Des approches quantitatives et qualitatives d’interprétation des discours sont jumelées pour réaliser une analyse complète. La méthode retenue est l’analyse critique du discours (ACD), qui tient compte des rapports idéologiques et vise à la dénaturalisation du discours. En quelques mots, l’analyse consiste en l’identification de relations entre les représentations spatiales et le contexte socioéconomique duquel elles ont émergé.
Le cadre opérationnel est constitué d’un corpus de 50 films québécois réalisés entre 1980-2008, « lus » à l’aide d’une grille de lecture originale et analysés avec des méthodes d’analyse spatiale et statistique, combinées à une interprétation qualitative.
L’analyse quantitative révèle que le monde urbain et le monde rural sont souvent mis en opposition. Les films font de Montréal le principal pôle urbain, tandis que le reste du Québec est associé au milieu rural. Influencées par les flux culturels et économiques globaux, les représentations montréalaises suggèrent une ville fragmentée et continuellement en mouvement. En opposition à ces représentations urbaines, les cinéastes envisagent l’espace rural comme étant exempt de travail, axé sur le chez-soi et doté d’un esprit communautaire.
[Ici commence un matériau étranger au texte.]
/// Error types for OOXML operations.
use thiserror::Error;

/// Result type for OOXML operations.
pub type Result<T> = std::result::Result<T, OoxmlError>;

/// Error types for OOXML operations.
#[derive(Error, Debug)]
pub enum OoxmlError {
    /// OPC package error
    #[error("OPC error: {0}")]
    Opc(#[from] crate::ooxml::opc::error::OpcError),

    /// XML parsing error
    #[error("XML error: {0}")]
    Xml(String),

    /// Part not found
    #[error("Part not found: {0}")]
    PartNotFound(String),

    /// Invalid content type
    #[error("Invalid content type: expected {expected}, got {got}")]
    InvalidContentType { expected: String, got: String },

    /// Invalid format
    #[error("Invalid format: {0}")]
    InvalidFormat(String),

    /// IO error
    #[error("IO error: {0}")]
    Io(#[from] std::io::Error),
}

impl From<crate::common::xml::XmlTreeError> for OoxmlError {
    fn from(err: crate::common::xml::XmlTreeError) -> Self {
        OoxmlError::Xml(err.to_string())
    }
}
/// Open Packaging Conventions (OPC) implementation.
///
/// This module provides the package substrate of a `.pptx` file:
///
/// - Package structure (parts, relationships)
/// - Content type management
/// - ZIP-based physical packaging
/// - Reachability from the package relationships, used to drop orphaned parts
///
/// # Performance Features
///
/// - Uses `memchr` for fast byte searching in part content
/// - Uses `atoi_simd` for fast integer parsing of relationship ids
/// - Uses `quick-xml` for streaming parsing of `.rels` and content types

pub mod constants;
pub mod error;
pub mod package;
pub mod packuri;
pub mod part;
pub mod phys_pkg;
pub mod pkgreader;
pub mod pkgwriter;
pub mod rel;

// Re-export commonly used types
pub use package::OpcPackage;
pub use packuri::PackURI;
pub use part::{BlobPart, Part, XmlPart};
pub use rel::{Relationship, Relationships};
Il est suggéré que la ville, toujours en croissance, restreint les possibilités d’un développement communautaire fort. Face à une ville transformée par la globalisation et en perte d’authenticité, une forme de régionalisme est observée. Ce dernier associe un ensemble de valeurs à une communauté ou à un territoire, afin de se distinguer devant des forces globalisantes qui semblent homogénéiser les valeurs.
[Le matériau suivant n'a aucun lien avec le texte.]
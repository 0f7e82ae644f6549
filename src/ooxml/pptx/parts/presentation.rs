/// Presentation part - the main part in a .pptx package.
///
/// Corresponds to `/ppt/presentation.xml` in the package.
use crate::common::xml::XmlElement;
use crate::ooxml::error::Result;
use crate::ooxml::opc::packuri::PackURI;
use crate::ooxml::opc::part::{Part, parse_tree};

/// The main presentation part.
///
/// This part contains the presentation-level properties and references to
/// slides and slide masters, in the order PowerPoint shows them.
pub struct PresentationPart<'a> {
    /// The underlying OPC part
    part: &'a dyn Part,
    tree: XmlElement,
}

impl<'a> PresentationPart<'a> {
    /// Create a PresentationPart from an OPC Part.
    pub fn from_part(part: &'a dyn Part) -> Result<Self> {
        Ok(Self {
            part,
            tree: parse_tree(part)?,
        })
    }

    #[inline]
    pub fn partname(&self) -> &'a PackURI {
        self.part.partname()
    }

    pub fn tree(&self) -> &XmlElement {
        &self.tree
    }

    /// `r:id` values of `list/item` entries, in document order.
    fn list_r_ids(&self, list: &str, item: &str) -> Vec<&str> {
        self.tree
            .child(list)
            .into_iter()
            .flat_map(XmlElement::elements)
            .filter(|e| e.is(item))
            .filter_map(|e| e.attr("r:id"))
            .collect()
    }

    /// Relationship ids of the slides (`p:sldIdLst`), in presentation order.
    pub fn slide_r_ids(&self) -> Vec<&str> {
        self.list_r_ids("sldIdLst", "sldId")
    }

    /// Get the number of slides in the presentation.
    pub fn slide_count(&self) -> usize {
        self.slide_r_ids().len()
    }

    /// Slide partnames in presentation order.
    pub fn slide_partnames(&self) -> Result<Vec<PackURI>> {
        self.slide_r_ids()
            .into_iter()
            .map(|r_id| Ok(self.part.related_partname(r_id)?))
            .collect()
    }

    /// Slide master partnames in `p:sldMasterIdLst` order.
    pub fn master_partnames(&self) -> Result<Vec<PackURI>> {
        self.list_r_ids("sldMasterIdLst", "sldMasterId")
            .into_iter()
            .map(|r_id| Ok(self.part.related_partname(r_id)?))
            .collect()
    }

    /// Slide size in EMUs (`p:sldSz`), if declared.
    pub fn slide_size(&self) -> Option<(i64, i64)> {
        let sz = self.tree.child("sldSz")?;
        Some((sz.attr("cx")?.parse().ok()?, sz.attr("cy")?.parse().ok()?))
    }
}
//! Diagnostics collected while composing.
use crate::ooxml::pptx::ShapeKind;
use serde::Serialize;
use std::fmt;

use super::metadata::FieldType;

/// Why a template shape did not make it onto the new slide.
#[derive(Debug, Clone, PartialEq, Eq, Serialize)]
#[serde(tag = "kind", content = "detail", rename_all = "snake_case")]
pub enum SkipReason {
    /// An auto shape without text
    Decorative,
    /// Connectors and line presets
    Connector,
    /// Charts, diagrams, OLE objects
    Unsupported,
    /// Neither the shape nor its layout placeholder has a position
    MissingGeometry,
    /// The image could not be read or stored
    Image(String),
    /// The shape refers to another part that cannot be carried over
    Relationship(String),
    Failed(String),
}

impl SkipReason {
    /// Intentional drops, as opposed to copy failures.
    pub fn is_intentional(&self) -> bool {
        matches!(self, SkipReason::Decorative | SkipReason::Connector | SkipReason::Unsupported)
    }
}

impl fmt::Display for SkipReason {
    fn fmt(&self, f: &mut fmt::Formatter<'_>) -> fmt::Result {
        match self {
            SkipReason::Decorative => f.write_str("decorative shape without text"),
            SkipReason::Connector => f.write_str("connector"),
            SkipReason::Unsupported => f.write_str("unsupported graphic frame"),
            SkipReason::MissingGeometry => f.write_str("no position or size"),
            SkipReason::Image(e) => write!(f, "image: {}", e),
            SkipReason::Relationship(e) => write!(f, "relationship: {}", e),
            SkipReason::Failed(e) => write!(f, "{}", e),
        }
    }
}

/// A template shape left out of a composed slide.
#[derive(Debug, Clone, PartialEq, Eq, Serialize)]
pub struct SkippedShape {
    pub shape_name: String,
    pub kind: ShapeKind,
    pub reason: SkipReason,
}

#[derive(Debug, Clone, Copy, PartialEq, Eq, Serialize)]
#[serde(rename_all = "snake_case")]
pub enum FieldStatus {
    Applied,
    /// No shape on the slide carries the field's token
    NotFound,
    /// The declared type has no writer
    Unsupported,
}

/// What happened to one field of a slide specification.
#[derive(Debug, Clone, PartialEq, Eq, Serialize)]
pub struct FieldOutcome {
    pub field: String,
    pub field_type: FieldType,
    pub status: FieldStatus,
}

/// Diagnostics for one composed slide.
#[derive(Debug, Clone, PartialEq, Eq, Serialize)]
pub struct SlideReport {
    /// Position in the output
    pub index: usize,
    pub slide_type: String,
    /// Template slide the content was copied from
    pub template_index: usize,
    pub layout: String,
    pub skipped: Vec<SkippedShape>,
    pub fields: Vec<FieldOutcome>,
}

impl SlideReport {
    pub fn field_status(&self, field: &str) -> Option<FieldStatus> {
        self.fields.iter().find(|o| o.field == field).map(|o| o.status)
    }
}

/// Diagnostics for a whole composition.
#[derive(Debug, Clone, Default, PartialEq, Eq, Serialize)]
pub struct CompositionReport {
    /// Where the presentation was written, if it was
    pub output: Option<std::path::PathBuf>,
    pub slides: Vec<SlideReport>,
}

impl CompositionReport {
    pub fn skipped_count(&self) -> usize {
        self.slides.iter().map(|s| s.skipped.len()).sum()
    }

    /// Fields that were not applied, as `(slide index, outcome)`.
    pub fn unapplied(&self) -> impl Iterator<Item = (usize, &FieldOutcome)> {
        self.slides.iter().flat_map(|s| {
            s.fields
                .iter()
                .filter(|o| o.status != FieldStatus::Applied)
                .map(move |o| (s.index, o))
        })
    }
}
use aho_corasick::AhoCorasick;
use once_cell::sync::Lazy;

// Static initialization: automaton is built only once, thread-safe
static XML_ESCAPER: Lazy<AhoCorasick> = Lazy::new(|| {
    AhoCorasick::builder()
        .build(["&", "<", ">", "\"", "'"])
        .expect("Failed to build XML escaper")
});

/// Escape XML special characters for use in text content or attribute values.
///
/// # Examples
///
/// ```
/// use longan::common::xml::escape_xml;
/// assert_eq!(escape_xml("a & b"), "a &amp; b");
/// assert_eq!(escape_xml("<tag>\"hello\"</tag>"), "&lt;tag&gt;&quot;hello&quot;&lt;/tag&gt;");
/// ```
#[inline]
pub fn escape_xml(s: &str) -> String {
    XML_ESCAPER.replace_all(s, &["&amp;", "&lt;", "&gt;", "&quot;", "&apos;"])
}

/// Resolve the name of an entity reference (the part between `&` and `;`).
///
/// Handles the five predefined entities as well as decimal (`#65`) and
/// hexadecimal (`#x41`) character references.
pub fn resolve_entity(name: &str) -> Option<char> {
    match name {
        "amp" => Some('&'),
        "lt" => Some('<'),
        "gt" => Some('>'),
        "quot" => Some('"'),
        "apos" => Some('\''),
        _ => {
            let digits = name.strip_prefix('#')?;
            let code = match digits.strip_prefix(['x', 'X']) {
                Some(hex) => u32::from_str_radix(hex, 16).ok()?,
                None => digits.parse::<u32>().ok()?,
            };
            char::from_u32(code)
        },
    }
}

/// Decode entity and character references in raw XML text.
///
/// Unknown or malformed references are left unchanged.
///
/// # Examples
///
/// ```
/// use longan::common::xml::unescape_xml;
/// assert_eq!(unescape_xml("&lt;a &amp; b&gt;"), "<a & b>");
/// assert_eq!(unescape_xml("&#65;&#x42;"), "AB");
/// assert_eq!(unescape_xml("&amp;lt;"), "&lt;");
/// assert_eq!(unescape_xml("a & b"), "a & b");
/// assert_eq!(unescape_xml("&invalid;"), "&invalid;");
/// ```
pub fn unescape_xml(s: &str) -> String {
    let bytes = s.as_bytes();
    let mut out = String::with_capacity(s.len());
    let mut pos = 0;

    while let Some(offset) = memchr::memchr(b'&', &bytes[pos..]) {
        let amp = pos + offset;
        out.push_str(&s[pos..amp]);

        let resolved = memchr::memchr(b';', &bytes[amp..])
            .and_then(|end| resolve_entity(&s[amp + 1..amp + end]).map(|c| (c, amp + end + 1)));

        match resolved {
            Some((c, next)) => {
                out.push(c);
                pos = next;
            },
            None => {
                out.push('&');
                pos = amp + 1;
            },
        }
    }

    out.push_str(&s[pos..]);
    out
}

#[cfg(test)]
mod tests {
    use super::*;

    #[test]
    fn test_escape_attribute_value() {
        assert_eq!(escape_xml("Q&A 'draft'"), "Q&amp;A &apos;draft&apos;");
    }

    #[test]
    fn test_resolve_entity() {
        assert_eq!(resolve_entity("amp"), Some('&'));
        assert_eq!(resolve_entity("#8220"), Some('\u{201C}'));
        assert_eq!(resolve_entity("#x2019"), Some('\u{2019}'));
        assert_eq!(resolve_entity("nbsp"), None);
        assert_eq!(resolve_entity("#xZZ"), None);
    }

    #[test]
    fn test_unescape_dangling_ampersand() {
        assert_eq!(unescape_xml("fish & chips &amp"), "fish & chips &amp");
        assert_eq!(unescape_xml("&quot;{{title}}&quot;"), "\"{{title}}\"");
    }
}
Pourtant, l’analyse quantitative laisse voir des contradictions au sein de chaque entité géographique ou milieu. L’analyse qualitative permet d’approfondir l’interprétation et révèle sept grands discours sur les espaces urbains et ruraux. Sont notamment identifiés des discours sur la contestation de la modernité urbaine, sur la réappropriation du milieu de vie par les citoyens et sur un espace rural parfois brutal. Cette analyse amène à conclure que la diversité des discours s’explique par l’hétérogénéité des pratiques socio-spatiales, qui remettent en question l’idée d’un discours national homogène. Cela témoigne de l’évolution et la négociation des regards que nous posons sur nos espaces.
Au final, cette thèse contribue à une meilleure utilisation du matériel cinématographique comme support d’étude géographique en proposant une approche méthodologique claire et originale. Sur un plan conceptuel, elle rappelle la complexité et le dynamisme des représentations territoriales québécoises, ainsi que les stratégies de négociation des cinéastes face aux enjeux socio-spatiaux vécus dans la province. / Fictional narratives help identify novel perspectives regarding both socio-spatial practices and perceptions of space. By extracting geographic data out of cinematic narratives, it is possible to investigate their relationship with major socio-spatial issues.
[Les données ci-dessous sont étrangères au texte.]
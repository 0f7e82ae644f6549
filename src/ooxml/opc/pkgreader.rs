//! Low-level, read-only API to a serialized Open Packaging Convention (OPC) package.
//!
//! The reader decompresses the archive once, parses `[Content_Types].xml`, then
//! walks the relationship graph from the package relationships. Only parts
//! reachable through internal relationships are loaded.

use crate::common::xml::unescape_xml;
use crate::ooxml::opc::constants::target_mode;
use crate::ooxml::opc::error::{OpcError, Result};
use crate::ooxml::opc::packuri::{CONTENT_TYPES_URI, PACKAGE_URI, PackURI};
use crate::ooxml::opc::phys_pkg::PhysPkgReader;
use quick_xml::Reader;
use quick_xml::events::{BytesStart, Event};
use smallvec::SmallVec;
use std::collections::{HashMap, HashSet, VecDeque};

/// A part as loaded from the physical package, before becoming a `Part`.
#[derive(Debug)]
pub struct SerializedPart {
    pub partname: PackURI,
    pub content_type: String,
    pub blob: Vec<u8>,
    pub srels: SmallVec<[SerializedRelationship; 8]>,
}

/// A relationship as read from a `.rels` member.
#[derive(Debug, Clone)]
pub struct SerializedRelationship {
    pub base_uri: String,
    pub r_id: String,
    pub reltype: String,
    pub target_ref: String,
    pub target_mode: String,
}

impl SerializedRelationship {
    #[inline]
    pub fn is_external(&self) -> bool {
        self.target_mode == target_mode::EXTERNAL
    }

    pub fn target_partname(&self) -> Result<PackURI> {
        if self.is_external() {
            return Err(OpcError::InvalidRelationship(format!(
                "{} targets external resource '{}'",
                self.r_id, self.target_ref
            )));
        }
        PackURI::from_rel_ref(&self.base_uri, &self.target_ref)
    }
}

/// Content type lookup following the OPC discovery rules: an `Override` for
/// the exact partname wins, else the `Default` for the extension.
#[derive(Debug, Default)]
pub(crate) struct ContentTypeMap {
    defaults: HashMap<String, String>,
    overrides: HashMap<String, String>,
}

/// Collect unescaped attribute values for the requested keys, in key order.
fn attr_values<const N: usize>(e: &BytesStart<'_>, keys: [&[u8]; N]) -> Result<[Option<String>; N]> {
    let mut values: [Option<String>; N] = std::array::from_fn(|_| None);
    for attr in e.attributes() {
        let attr = attr?;
        if let Some(slot) = keys.iter().position(|key| *key == attr.key.as_ref()) {
            values[slot] = Some(unescape_xml(std::str::from_utf8(&attr.value)?));
        }
    }
    Ok(values)
}

impl ContentTypeMap {
    pub(crate) fn from_xml(xml: &[u8]) -> Result<Self> {
        let mut map = Self::default();
        let mut reader = Reader::from_reader(xml);
        reader.config_mut().trim_text(true);
        let mut buf = Vec::new();

        loop {
            match reader.read_event_into(&mut buf) {
                Ok(Event::Empty(ref e)) | Ok(Event::Start(ref e)) => match e.local_name().as_ref() {
                    b"Default" => {
                        if let [Some(ext), Some(ct)] = attr_values(e, [b"Extension", b"ContentType"])? {
                            map.defaults.insert(ext.to_lowercase(), ct);
                        }
                    },
                    b"Override" => {
                        if let [Some(partname), Some(ct)] = attr_values(e, [b"PartName", b"ContentType"])? {
                            map.overrides.insert(partname.to_lowercase(), ct);
                        }
                    },
                    _ => {},
                },
                Ok(Event::Eof) => break,
                Err(e) => {
                    return Err(OpcError::XmlError(format!("Content types parse error: {}", e)));
                },
                _ => {},
            }
            buf.clear();
        }

        Ok(map)
    }

    pub(crate) fn get(&self, pack_uri: &PackURI) -> Result<String> {
        if let Some(ct) = self.overrides.get(&pack_uri.as_str().to_lowercase()) {
            return Ok(ct.clone());
        }
        self.defaults
            .get(&pack_uri.ext().to_lowercase())
            .cloned()
            .ok_or_else(|| OpcError::ContentTypeNotFound(pack_uri.to_string()))
    }
}

/// Parsed package contents: package relationships plus every reachable part.
pub struct PackageReader {
    pkg_srels: SmallVec<[SerializedRelationship; 8]>,
    sparts: Vec<SerializedPart>,
}

impl PackageReader {
    pub fn from_phys_reader(phys_reader: &mut PhysPkgReader<'_>) -> Result<Self> {
        let mut members = phys_reader.read_all()?;

        let content_types_xml = members
            .get(CONTENT_TYPES_URI.trim_start_matches('/'))
            .ok_or_else(|| OpcError::PartNotFound("[Content_Types].xml".to_string()))?;
        let content_types = ContentTypeMap::from_xml(content_types_xml)?;

        let package_uri = PackURI::new(PACKAGE_URI)?;
        let pkg_srels = Self::load_rels(&members, &package_uri)?;
        let sparts = Self::load_parts(&mut members, &pkg_srels, &content_types)?;

        Ok(Self { pkg_srels, sparts })
    }

    fn load_rels(
        members: &HashMap<String, Vec<u8>>,
        source_uri: &PackURI,
    ) -> Result<SmallVec<[SerializedRelationship; 8]>> {
        let rels_uri = source_uri.rels_uri()?;
        match members.get(rels_uri.membername()) {
            Some(xml) => parse_rels_xml(xml, source_uri.base_uri()),
            None => Ok(SmallVec::new()),
        }
    }

    /// Walk the relationship graph breadth-first, moving blobs out of the
    /// member map as parts are reached.
    fn load_parts(
        members: &mut HashMap<String, Vec<u8>>,
        pkg_srels: &[SerializedRelationship],
        content_types: &ContentTypeMap,
    ) -> Result<Vec<SerializedPart>> {
        let mut sparts = Vec::with_capacity(members.len());
        let mut visited: HashSet<PackURI> = HashSet::with_capacity(members.len());
        let mut queue: VecDeque<PackURI> = VecDeque::new();

        fn enqueue(srels: &[SerializedRelationship], visited: &mut HashSet<PackURI>, queue: &mut VecDeque<PackURI>) {
            for srel in srels.iter().filter(|srel| !srel.is_external()) {
                if let Ok(partname) = srel.target_partname() {
                    if visited.insert(partname.clone()) {
                        queue.push_back(partname);
                    }
                }
            }
        }

        enqueue(pkg_srels, &mut visited, &mut queue);

        while let Some(partname) = queue.pop_front() {
            // Dangling targets are tolerated, PowerPoint ignores them too
            let Some(blob) = members.remove(partname.membername()) else {
                continue;
            };
            let srels = Self::load_rels(members, &partname)?;
            enqueue(&srels, &mut visited, &mut queue);

            let content_type = content_types.get(&partname)?;
            sparts.push(SerializedPart {
                partname,
                content_type,
                blob,
                srels,
            });
        }

        Ok(sparts)
    }

    pub fn pkg_srels(&self) -> &[SerializedRelationship] {
        &self.pkg_srels
    }

    pub fn take_pkg_srels(&mut self) -> SmallVec<[SerializedRelationship; 8]> {
        std::mem::take(&mut self.pkg_srels)
    }

    pub fn take_sparts(&mut self) -> Vec<SerializedPart> {
        std::mem::take(&mut self.sparts)
    }
}

/// Parse a `.rels` member into serialized relationships.
pub(crate) fn parse_rels_xml(
    rels_xml: &[u8],
    base_uri: &str,
) -> Result<SmallVec<[SerializedRelationship; 8]>> {
    let mut srels = SmallVec::new();
    let mut reader = Reader::from_reader(rels_xml);
    reader.config_mut().trim_text(true);
    let mut buf = Vec::new();

    loop {
        match reader.read_event_into(&mut buf) {
            Ok(Event::Empty(ref e)) | Ok(Event::Start(ref e)) => {
                if e.local_name().as_ref() == b"Relationship" {
                    let [r_id, reltype, target_ref, mode] =
                        attr_values(e, [b"Id", b"Type", b"Target", b"TargetMode"])?;
                    if let (Some(r_id), Some(reltype), Some(target_ref)) = (r_id, reltype, target_ref) {
                        srels.push(SerializedRelationship {
                            base_uri: base_uri.to_string(),
                            r_id,
                            reltype,
                            target_ref,
                            target_mode: mode.unwrap_or_else(|| target_mode::INTERNAL.to_string()),
                        });
                    }
                }
            },
            Ok(Event::Eof) => break,
            Err(e) => return Err(OpcError::XmlError(format!("Rels parse error: {}", e))),
            _ => {},
        }
        buf.clear();
    }

    Ok(srels)
}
This dissertation studies the territory of Quebec through its film production. More precisely, this research examines the way in which urban, rural and suburban areas are represented through Quebecois cinema. Narratives and spatial representations express values associated with the spaces and cultural practices produced by national development. The spatial representations under study offer, therefore, important insight into socio-spatial issues that are of concern to Québec society. The proposal to analyze cinematic representations in relation to the spatial practices has two main conceptual objectives. On the one hand, it is interested in developing a better understanding of the role of socio-spatial practices in shaping cinematographic representations. On the other hand, the analysis aims at elaborating a comprehensive definition of contemporary urban, rural and suburban areas, revealing their complexity and ongoing transformation. Thus, the goal is to deploy Quebec cinema as an analytical tool in order to identify the diversity of socio-spatial discourses.
Quantitative and qualitative approaches to interpret discourses are combined for a comprehensive analysis. The chosen method is a critical discourse analysis (CDA), which takes account of ideologies and seeks the denaturalization of discourses. In a nutshell, the analysis involves the identification of relationships between observed spatial representations and the socio-economic context in which they are embedded. The empirical basis for this analysis is a corpus of 50 Quebec films produced between 1980 and 2008, analyzed by using a comprehensive reading grid. Spatial and statistical analysis as well as qualitative interpretation were used, in turn, to examine the resulting data.
The quantitative analysis shows that urban and rural worlds are often set in opposition. In general, filmmakers associate urban space with Montreal, while the rest of Quebec is represented in relationship to rural spaces. Dominant representations of Montreal suggest a fragmented city, constantly in motion, and deeply influenced by global cultural and economic flows. In contrast to these globalizing urban representations, filmmakers propose rural areas free from work, focused on private space and community spirit. Accordingly, cinematographic discourses imply that ever increasing urbanization undermines community development. In light of this presumed loss of community, certain films mobilize the development of local identity. The latter links a set of values to a community or a territory in order to distinguish itself from the presumably homogenizing impact of globalization.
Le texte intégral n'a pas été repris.